Editor’s note: For our special Women in Business issue, we asked women in our local business community to share insights they’ve gained through their work in Western North Carolina. Here is one of those stories.
I’m typically one to shy away from the women-led designation because at the end of the day, we’re all people simply trying to carve our own path. I’m also uncomfortable with the moniker because after years of traveling to trade shows and hearing colleagues reference the Darby Communications team as the “Darby Girls,” I got fed up with it. The title simply felt demeaning, especially to a grown, middle-aged, successful woman. Eventually, we began to correct people by saying, “You mean the Darby Comm Team, yes, that’s us!”
This brings me to my first bit of advice for all the female business owners and entrepreneurs: Never apologize for who you are, what you believe in and what you set out to accomplish. Stand tall, be proud of the work you’re accomplishing and respectfully correct people when they make you feel uncomfortable.

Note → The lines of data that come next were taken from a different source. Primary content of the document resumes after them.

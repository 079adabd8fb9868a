//! CLI entry point for patchwork-triage.

use std::io;
use std::path::{Path, PathBuf};

use anyhow::Result;
use clap::{Parser, ValueEnum};
use time::OffsetDateTime;
use tracing_subscriber::{
    EnvFilter,
    filter::LevelFilter,
    fmt::format::FmtSpan,
};

use commands::RunOptions;
use patchwork_triage_app::{CommitLogFile, ProjectConfig, TriageService, TriageSettings};
use patchwork_triage_git::GitHistory;
use patchwork_triage_pwclient::Pwclient;

mod commands;

/// Reconcile the Patchwork `New` queue against git history.
#[derive(Parser, Debug)]
#[command(
    name = "patchwork-triage",
    version,
    about = "Find stale, duplicate, and already committed patches in a Patchwork queue"
)]
struct Cli {
    /// Path to the git repository patches are merged into.
    #[arg(long, visible_alias = "ovs-dir", required_unless_present = "commit_log")]
    repo: Option<PathBuf>,

    /// Commit to start the check for committed patches from.
    #[arg(long, visible_alias = "ovs-commit", required_unless_present = "commit_log")]
    commit: Option<String>,

    /// Saved `git log --oneline` output to match against instead of the repository.
    #[arg(long, value_name = "FILE")]
    commit_log: Option<PathBuf>,

    /// Configuration file (defaults to <repo>/.patchwork-triage/config.toml).
    #[arg(long, value_name = "FILE")]
    config: Option<PathBuf>,

    /// Mark committed patches with the configured state ("Accepted").
    #[arg(long)]
    mark_committed: bool,

    /// Mark duplicate patches with the configured state ("Not Applicable").
    #[arg(long)]
    mark_dup: bool,

    /// Report format.
    #[arg(long, value_enum, default_value_t = OutputFormat::Table)]
    format: OutputFormat,
}

/// How the report is written to stdout.
#[derive(Clone, Copy, Debug, PartialEq, Eq, ValueEnum)]
enum OutputFormat {
    Table,
    Json,
}

fn main() -> Result<()> {
    let cli = Cli::parse();
    install_tracing();
    execute(cli)
}

fn execute(cli: Cli) -> Result<()> {
    let config = load_config(cli.config.as_deref(), cli.repo.as_deref())?;
    let settings = TriageSettings {
        rev: cli.commit.clone().unwrap_or_else(|| "HEAD".to_owned()),
        log_limit: config.triage.log_limit,
        stale_after_days: config.triage.stale_after_days,
        today: OffsetDateTime::now_utc().date(),
    };
    let options = RunOptions {
        format: cli.format,
        mark_committed: cli.mark_committed,
        mark_dup: cli.mark_dup,
        states: config.states,
    };
    let queue = Pwclient::new(config.pwclient)?;
    let mut out = io::stdout().lock();

    match (cli.commit_log, cli.repo) {
        (Some(path), _) => {
            let service = TriageService::new(queue, CommitLogFile::new(path), settings);
            commands::run(&service, &options, &mut out)
        }
        (None, Some(repo)) => {
            let service = TriageService::new(queue, GitHistory::open(&repo)?, settings);
            commands::run(&service, &options, &mut out)
        }
        (None, None) => anyhow::bail!("must provide option --repo"),
    }
}

fn load_config(explicit: Option<&Path>, repo: Option<&Path>) -> Result<ProjectConfig> {
    match explicit {
        Some(path) => ProjectConfig::from_file(path),
        None => ProjectConfig::from_dir(repo.unwrap_or_else(|| Path::new("."))),
    }
}

/// Filter for `RUST_LOG`-style directives, INFO when none are given.
fn log_filter(directives: &str) -> EnvFilter {
    EnvFilter::builder()
        .with_default_directive(LevelFilter::INFO.into())
        .parse_lossy(directives)
}

fn install_tracing() {
    // Logs go to stderr so stdout stays a clean report.
    let directives = std::env::var(EnvFilter::DEFAULT_ENV).unwrap_or_default();
    let _ = tracing_subscriber::fmt()
        .with_env_filter(log_filter(&directives))
        .with_target(false)
        .with_span_events(FmtSpan::NONE)
        .with_writer(io::stderr)
        .compact()
        .try_init();
}
//! `pwclient` process wrapper for patchwork-triage
//!
//! Lists the `New` patch queue and applies bulk state updates by running the
//! Patchwork command-line client as a child process.

mod client;
mod config;
mod error;

pub use client::{LIST_FORMAT, LIST_STATE, Pwclient};
pub use config::PwclientConfig;
pub use error::{PwclientError, Result};
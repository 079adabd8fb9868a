//! pwclient configuration

use serde::Deserialize;
use std::path::PathBuf;

/// How to invoke `pwclient`
#[derive(Debug, Clone, PartialEq, Eq, Deserialize)]
#[serde(default)]
pub struct PwclientConfig {
    /// Program followed by leading arguments, e.g. `["python", "./pwclient"]`
    pub command: Vec<String>,

    /// Directory to run the client in (defaults to the current directory)
    pub working_dir: Option<PathBuf>,
}

impl Default for PwclientConfig {
    fn default() -> Self {
        Self {
            command: vec!["python".to_owned(), "./pwclient".to_owned()],
            working_dir: None,
        }
    }
}

impl PwclientConfig {
    /// Check that a program is configured
    #[must_use]
    pub fn is_runnable(&self) -> bool {
        self.command.first().is_some_and(|program| !program.trim().is_empty())
    }
}
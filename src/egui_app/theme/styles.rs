//! Theme Styling Functions
//!
//! Helpers applying the palette consistently across screens.

use eframe::egui::{self, CornerRadius, Stroke};
use super::colors;

/// Apply the global theme to the egui context
pub fn apply_global_theme(ctx: &egui::Context) {
    let mut style = (*ctx.style()).clone();

    style.visuals.window_fill = colors::CARD_BG;
    style.visuals.window_stroke = Stroke::new(1.0, colors::CARD_BORDER);
    style.visuals.panel_fill = colors::BG_DARK;
    style.visuals.extreme_bg_color = colors::INPUT_BG;
    style.visuals.override_text_color = Some(colors::TEXT_LIGHT);

    style.visuals.widgets.noninteractive.bg_fill = colors::CARD_BG;
    style.visuals.widgets.noninteractive.fg_stroke = Stroke::new(1.0, colors::TEXT_LIGHT);

    style.visuals.widgets.inactive.bg_fill = colors::INPUT_BG;
    style.visuals.widgets.inactive.weak_bg_fill = colors::INPUT_BG;
    style.visuals.widgets.inactive.fg_stroke = Stroke::new(1.0, colors::TEXT_LIGHT);

    style.visuals.widgets.hovered.bg_fill = colors::HOVER_ITEM;
    style.visuals.widgets.hovered.weak_bg_fill = colors::HOVER_ITEM;
    style.visuals.widgets.hovered.fg_stroke = Stroke::new(1.0, colors::TEXT_LIGHT);

    style.visuals.widgets.active.bg_fill = colors::ACCENT;
    style.visuals.widgets.active.weak_bg_fill = colors::ACCENT;
    style.visuals.widgets.active.fg_stroke = Stroke::new(1.0, colors::TEXT_LIGHT);

    style.visuals.selection.bg_fill = colors::MENU_ACTIVE;
    style.visuals.selection.stroke = Stroke::new(1.0, colors::TEXT_LIGHT);

    ctx.set_style(style);
}

/// Frame for the scrolling content of a screen
pub fn page_frame() -> egui::Frame {
    egui::Frame::new()
        .fill(colors::BG_DARK)
        .inner_margin(egui::Margin::symmetric(24, 16))
}

/// Frame for a route, place or home card
pub fn card_frame() -> egui::Frame {
    egui::Frame::new()
        .fill(colors::CARD_BG)
        .stroke(Stroke::new(1.0, colors::CARD_BORDER))
        .corner_radius(CornerRadius::same(8))
        .inner_margin(egui::Margin::same(12))
}

/// Small rounded label for a picked category or place
pub fn chip(ui: &mut egui::Ui, text: &str) {
    egui::Frame::new()
        .fill(colors::CHIP)
        .corner_radius(CornerRadius::same(10))
        .inner_margin(egui::Margin::symmetric(8, 2))
        .show(ui, |ui| {
            ui.label(egui::RichText::new(text).color(colors::CHIP_TEXT));
        });
}

/// Section heading inside a screen
pub fn heading(ui: &mut egui::Ui, text: &str) {
    ui.add_space(8.0);
    ui.label(egui::RichText::new(text).size(22.0).strong().color(colors::TEXT_LIGHT));
    ui.add_space(8.0);
}
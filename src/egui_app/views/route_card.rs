//! Route and place cards shared by the search, add and favourites screens.

use eframe::egui;

use crate::egui_app::presenter::{self, PlaceRow};
use crate::egui_app::theme::{colors, styles};
use crate::shared::models::{Place, Route};

/// What the user asked to favourite from a route card.
#[derive(Debug, Clone, PartialEq, Eq)]
pub enum Favourite {
    Route,
    Place(String),
}

/// Draw a route. Favourite buttons, for the route and for each of its places,
/// are only drawn when `can_favourite`.
pub fn render_route(ui: &mut egui::Ui, route: &Route, can_favourite: bool) -> Option<Favourite> {
    let mut favourite = None;

    styles::card_frame().show(ui, |ui| {
        ui.set_width(ui.available_width());
        ui.horizontal(|ui| {
            ui.label(egui::RichText::new(presenter::route_title(route)).size(17.0).strong());
            ui.with_layout(egui::Layout::right_to_left(egui::Align::Center), |ui| {
                if can_favourite
                    && ui
                        .button(egui::RichText::new("★ Favourite").color(colors::FAVOURITE))
                        .clicked()
                {
                    favourite = Some(Favourite::Route);
                }
            });
        });
        ui.colored_label(colors::TEXT_SECONDARY, presenter::duration_label(route));
        if !route.categories.is_empty() {
            ui.colored_label(colors::TEXT_SECONDARY, route.categories.join(", "));
        }

        egui::CollapsingHeader::new("Places")
            .id_salt(("places", &route.id))
            .show(ui, |ui| {
                for (i, place) in route.places.iter().enumerate() {
                    ui.horizontal(|ui| {
                        ui.label(format!("{}.", i + 1));
                        render_place_summary(ui, place);
                        if can_favourite
                            && ui
                                .small_button(egui::RichText::new("★").color(colors::FAVOURITE))
                                .on_hover_text("Favourite place")
                                .clicked()
                        {
                            favourite = Some(Favourite::Place(place.name.clone()));
                        }
                    });
                }
            });

        egui::CollapsingHeader::new("Map")
            .id_salt(("map", &route.id))
            .show(ui, |ui| {
                if let Some(center) = presenter::map_center(route) {
                    ui.colored_label(
                        colors::TEXT_SECONDARY,
                        format!("Centre: {} , {}", center.lat, center.lng),
                    );
                }
                for (i, point) in presenter::coordinates(route).iter().enumerate() {
                    ui.monospace(format!("{:>2}  {:>10.5}  {:>10.5}", i + 1, point.lat, point.lng));
                }
            });

        egui::CollapsingHeader::new("Table")
            .id_salt(("table", &route.id))
            .show(ui, |ui| render_rows(ui, &route.id, &presenter::export_rows(route)));
    });
    ui.add_space(8.0);

    favourite
}

/// Draw a favourite place.
pub fn render_place(ui: &mut egui::Ui, place: &Place) {
    styles::card_frame().show(ui, |ui| {
        ui.set_width(ui.available_width());
        ui.label(egui::RichText::new(&place.name).size(17.0).strong());
        ui.colored_label(colors::TEXT_SECONDARY, &place.municipality);
        ui.monospace(presenter::coordinates_label(place));
        if !place.description.is_empty() {
            ui.label(&place.description);
        }
    });
    ui.add_space(8.0);
}

fn render_place_summary(ui: &mut egui::Ui, place: &Place) {
    ui.label(egui::RichText::new(&place.name).strong());
    if !place.municipality.is_empty() {
        ui.colored_label(colors::TEXT_SECONDARY, format!("({})", place.municipality));
    }
    ui.monospace(presenter::coordinates_label(place));
}

fn render_rows(ui: &mut egui::Ui, route_id: &str, rows: &[PlaceRow]) {
    egui::Grid::new(("rows", route_id))
        .striped(true)
        .num_columns(PlaceRow::HEADERS.len())
        .show(ui, |ui| {
            for header in PlaceRow::HEADERS {
                ui.strong(header);
            }
            ui.end_row();
            for row in rows {
                ui.label(&row.route_id);
                ui.label(row.position.to_string());
                ui.label(&row.name);
                ui.label(&row.municipality);
                ui.label(row.lat.to_string());
                ui.label(row.lng.to_string());
                ui.label(&row.description);
                ui.end_row();
            }
        });
}
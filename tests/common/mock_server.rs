//! Mock server helpers for integration tests
//!
//! Every test gets its own wiremock server and an [`ApiClient`] pointed at
//! it, sharing an in-memory session store with the test.

use rutafy::egui_app::{ApiClient, Config, SessionStore};
use rutafy::shared::config::AppConfig;
use rutafy::shared::User;
use wiremock::MockServer;

/// A mock routes API and a client talking to it.
pub struct TestApi {
    pub server: MockServer,
    pub session: SessionStore,
    pub api: ApiClient,
}

impl TestApi {
    /// Anonymous client: empty session.
    pub async fn start() -> Self {
        let server = MockServer::start().await;
        let config = Config::with_builder(AppConfig::builder().server_url(server.uri()))
            .expect("mock server uri is a valid url");
        let session = SessionStore::in_memory();
        let api = ApiClient::new(&config, session.clone()).expect("client builds");
        Self {
            server,
            session,
            api,
        }
    }

    /// Client whose session already holds `token`.
    pub async fn logged_in(token: &str) -> Self {
        let test = Self::start().await;
        test.session.set_token(token).expect("memory storage never fails");
        test
    }

    /// Client whose session holds `token` and a cached `user`.
    pub async fn logged_in_as(token: &str, user: &User) -> Self {
        let test = Self::logged_in(token).await;
        test.session
            .set_cached_user(user)
            .expect("memory storage never fails");
        test
    }

    /// Query string of every request received so far, in order.
    pub async fn received_queries(&self) -> Vec<String> {
        self.server
            .received_requests()
            .await
            .unwrap_or_default()
            .iter()
            .map(|r| r.url.query().unwrap_or_default().to_string())
            .collect()
    }
}
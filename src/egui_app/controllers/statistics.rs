//! Statistics Controller
//!
//! Favourite counts by category and by municipality.

use super::Access;
use crate::egui_app::api::ApiClient;
use crate::egui_app::session::Session;
use crate::shared::models::StatEntry;

#[derive(Debug, Clone, Default, PartialEq, Eq)]
pub struct Statistics {
    pub by_category: Vec<StatEntry>,
    pub by_municipality: Vec<StatEntry>,
}

impl Statistics {
    /// Largest count in `entries`, used to scale the bars. Never zero.
    pub fn scale(entries: &[StatEntry]) -> u64 {
        entries.iter().map(|e| e.count).max().unwrap_or(0).max(1)
    }
}

pub type StatisticsState = Access<Statistics>;

#[derive(Debug, Clone, PartialEq)]
pub enum StatisticsEvent {
    Mounted(Session),
    CategoryStatsLoaded(Vec<StatEntry>),
    MunicipalityStatsLoaded(Vec<StatEntry>),
}

#[derive(Debug, Clone, Copy, PartialEq, Eq)]
pub enum StatisticsCommand {
    LoadCategoryStats,
    LoadMunicipalityStats,
}

impl StatisticsCommand {
    pub fn requires_auth(&self) -> bool {
        true
    }
}

pub fn reduce(
    state: StatisticsState,
    event: StatisticsEvent,
) -> (StatisticsState, Vec<StatisticsCommand>) {
    match (state, event) {
        (_, StatisticsEvent::Mounted(session)) => {
            if !session.is_authenticated() {
                return (Access::Anonymous, vec![]);
            }
            (
                Access::Authenticated(Statistics::default()),
                vec![
                    StatisticsCommand::LoadCategoryStats,
                    StatisticsCommand::LoadMunicipalityStats,
                ],
            )
        }
        (Access::Authenticated(mut stats), StatisticsEvent::CategoryStatsLoaded(entries)) => {
            stats.by_category = entries;
            (Access::Authenticated(stats), vec![])
        }
        (Access::Authenticated(mut stats), StatisticsEvent::MunicipalityStatsLoaded(entries)) => {
            stats.by_municipality = entries;
            (Access::Authenticated(stats), vec![])
        }
        (Access::Anonymous, _) => (Access::Anonymous, vec![]),
    }
}

pub async fn execute(command: StatisticsCommand, api: &ApiClient) -> Option<StatisticsEvent> {
    match command {
        StatisticsCommand::LoadCategoryStats => {
            let entries = api.category_stats().await.unwrap_or_else(|err| {
                tracing::warn!("category statistics unavailable: {}", err);
                Vec::new()
            });
            Some(StatisticsEvent::CategoryStatsLoaded(entries))
        }
        StatisticsCommand::LoadMunicipalityStats => {
            let entries = api.municipality_stats().await.unwrap_or_else(|err| {
                tracing::warn!("municipality statistics unavailable: {}", err);
                Vec::new()
            });
            Some(StatisticsEvent::MunicipalityStatsLoaded(entries))
        }
    }
}
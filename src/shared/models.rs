//! Wire types exchanged with the routes API.
//!
//! Every type here mirrors a JSON document produced or consumed by the
//! server. Optional server fields are defaulted so that partial documents
//! still deserialize.

use serde::{Deserialize, Serialize};

/// GeoJSON point. `coordinates` is `[lat, lng]`.
#[derive(Debug, Clone, PartialEq, Serialize, Deserialize)]
pub struct Location {
    #[serde(rename = "type", default = "default_location_type")]
    pub kind: String,
    pub coordinates: Vec<f64>,
}

fn default_location_type() -> String {
    "Point".to_string()
}

impl Location {
    pub fn point(lat: f64, lng: f64) -> Self {
        Self {
            kind: default_location_type(),
            coordinates: vec![lat, lng],
        }
    }

    /// Latitude, or 0.0 when the server sent a short coordinate list.
    pub fn lat(&self) -> f64 {
        self.coordinates.first().copied().unwrap_or_default()
    }

    pub fn lng(&self) -> f64 {
        self.coordinates.get(1).copied().unwrap_or_default()
    }
}

/// A visitable place.
#[derive(Debug, Clone, PartialEq, Serialize, Deserialize)]
pub struct Place {
    pub name: String,
    pub location: Location,
    #[serde(default)]
    pub description: String,
    #[serde(default)]
    pub municipality: String,
    #[serde(default)]
    pub categories: Vec<String>,
}

/// An ordered itinerary of places with its estimated duration.
#[derive(Debug, Clone, PartialEq, Serialize, Deserialize)]
pub struct Route {
    pub id: String,
    pub minutes: u32,
    #[serde(default)]
    pub categories: Vec<String>,
    #[serde(default)]
    pub places: Vec<Place>,
}

/// Profile of the logged-in user, also cached locally.
#[derive(Debug, Clone, Default, PartialEq, Eq, Serialize, Deserialize)]
pub struct User {
    pub email: String,
    #[serde(default)]
    pub categories: Vec<String>,
}

/// Answer of `POST /user/categories`: the full list of followed categories.
/// The server does not echo the email back.
#[derive(Debug, Clone, Default, PartialEq, Eq, Deserialize)]
pub struct UserCategories {
    #[serde(default)]
    pub categories: Vec<String>,
}

/// Answer of `POST /token`.
#[derive(Debug, Clone, PartialEq, Eq, Serialize, Deserialize)]
pub struct TokenResponse {
    pub access_token: String,
    #[serde(default)]
    pub token_type: String,
}

/// Default search length, two hours.
pub const DEFAULT_SEARCH_MINUTES: u32 = 120;

/// Parameters of `GET /routes`.
#[derive(Debug, Clone, PartialEq, Eq)]
pub struct SearchCriteria {
    pub minutes: u32,
    pub categories: Vec<String>,
    pub places: Vec<String>,
}

impl Default for SearchCriteria {
    fn default() -> Self {
        Self {
            minutes: DEFAULT_SEARCH_MINUTES,
            categories: Vec::new(),
            places: Vec::new(),
        }
    }
}

impl SearchCriteria {
    /// Query pairs in wire order: `minutes`, then one `categories` per
    /// category, then one `places_names` per place, each in insertion order.
    pub fn to_query_pairs(&self) -> Vec<(&'static str, String)> {
        let mut pairs = Vec::with_capacity(1 + self.categories.len() + self.places.len());
        pairs.push(("minutes", self.minutes.to_string()));
        pairs.extend(self.categories.iter().map(|c| ("categories", c.clone())));
        pairs.extend(self.places.iter().map(|p| ("places_names", p.clone())));
        pairs
    }
}

/// Username/password pair typed into the login form.
#[derive(Debug, Clone, Default, PartialEq, Eq)]
pub struct Credentials {
    pub username: String,
    pub password: String,
}

impl Credentials {
    pub fn new(username: impl Into<String>, password: impl Into<String>) -> Self {
        Self {
            username: username.into(),
            password: password.into(),
        }
    }
}

/// Body of `POST /user`.
#[derive(Debug, Clone, Serialize, Deserialize)]
pub struct SignupRequest {
    pub email: String,
    pub password: String,
}

impl From<&Credentials> for SignupRequest {
    fn from(value: &Credentials) -> Self {
        Self {
            email: value.username.clone(),
            password: value.password.clone(),
        }
    }
}

/// One row of a favourites statistic.
///
/// The server answers with `[name, count]` pairs.
#[derive(Debug, Clone, PartialEq, Eq, Serialize, Deserialize)]
#[serde(from = "(String, u64)")]
pub struct StatEntry {
    pub name: String,
    pub count: u64,
}

impl From<(String, u64)> for StatEntry {
    fn from((name, count): (String, u64)) -> Self {
        Self { name, count }
    }
}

Titles aside, I admire and cherish my female colleagues. When push comes to shove, I’m proud to say that we are there for one another. At the beginning of the pandemic, I found myself incredibly stressed with all the variables March and April 2020 delivered. With so many unknowns, I worried about making payroll and rent, and navigating grant and loan applications with the federal government. It was all so much to absorb.
Fortunately, I have a group of peers who believe in mutual support, and we leaned into one another during the early months of the pandemic. Even though our businesses are very different, we shared information on whom to contact, ways to populate forms, various deadlines and everything else that accompanied that challenging spring. There was no undercutting, no secrecy, just a genuine desire to help one another through a difficult time.
My takeaway from it all and final piece of advice: Invest time and energy in a network of like-minded business owners. By taking this approach, you’re able to develop a quasi-advisory board on your side, because at some point in business you will need them, and you’ll be very grateful for their insights — and their friendship!